I enjoyed reading about how he taught himself to play the guitar. I learned that he never learned to read music. He describes his playing style as a variation of the folk music claw-hammer style. He says he uses the top two strings of his guitar for the bass line, the middle two strings for rhythm, and the bottom two strings for playing lead guitar. He shares how he selected his guitars. We learn how the gauge of the strings and the distance between fret and neck influenced his ability to play.

You get the story of his son Connor, his accidental death, and the song Tears in Heaven.We learn of the impact of the death of Stevie Ray Vaughn on his life.

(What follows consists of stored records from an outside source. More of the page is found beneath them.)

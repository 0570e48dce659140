use serde::{Deserialize, Serialize};
use std::fmt;

/// Opaque stop identifier, unique per physical stop.
pub type StopId = String;

/// Selects one diagram: a route name plus the direction as written in the patronage data.
#[derive(Debug, Clone, PartialEq, Eq, Hash, PartialOrd, Ord, Serialize, Deserialize)]
pub struct RouteKey {
    pub route: String,
    pub direction: String,
}

impl RouteKey {
    pub fn new(route: impl Into<String>, direction: impl Into<String>) -> Self {
        Self {
            route: route.into(),
            direction: direction.into(),
        }
    }

    /// `{route}_{direction}`, with path separators replaced so it is usable as a file stem.
    ///
    /// Underscores in the route become `-`, so the first `_` always separates route from
    /// direction when a stem is split back into a key.
    pub fn file_stem(&self) -> String {
        let route = self.route.replace('_', "-");
        format!("{route}_{}", self.direction).replace(['/', '\\'], "-")
    }
}

impl fmt::Display for RouteKey {
    fn fmt(&self, f: &mut fmt::Formatter<'_>) -> fmt::Result {
        write!(f, "{} {}", self.route, self.direction)
    }
}

#[cfg(test)]
mod tests {
    use super::*;

    #[test]
    fn file_stem_keeps_the_first_underscore_as_separator() {
        assert_eq!(RouteKey::new("100", "Inbound").file_stem(), "100_Inbound");
        assert_eq!(RouteKey::new("N_1", "Anti_Clockwise").file_stem(), "N-1_Anti_Clockwise");
        assert_eq!(RouteKey::new("A/B", "Out").file_stem(), "A-B_Out");
    }
}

Clapton warms to the subject of his recovery, stressing its spiritual elements and how he started the Crossroads Clinic in Antigua. He eagerly discusses the fund-raising efforts for his Crossroads clinic and the Crossroads Guitar/Music Festivals he used to raise money for the clinics. Sharing this personal journey into addiction and recovery is therapeutic for him.

His reflecting is filled with humility, particularly in the form of unhappiness with his early successes. He professes ambivalence about the famous Clapton is God graffiti, although he admits he was grateful for the recognition from fans. At times, he sounds more like landed nobility than a rock star. He shares about his collection of contemporary art, enthusiastically defending his hunting and fishing as leisure activities, and extolling the qualities of his quiet country living. But both the youthful excesses and the current calm state are narrated with a charming tone that pushes Clapton’s story ahead of other rock and roll memoirs. This is a well written book that is worth the purchase price and time you invest in reading.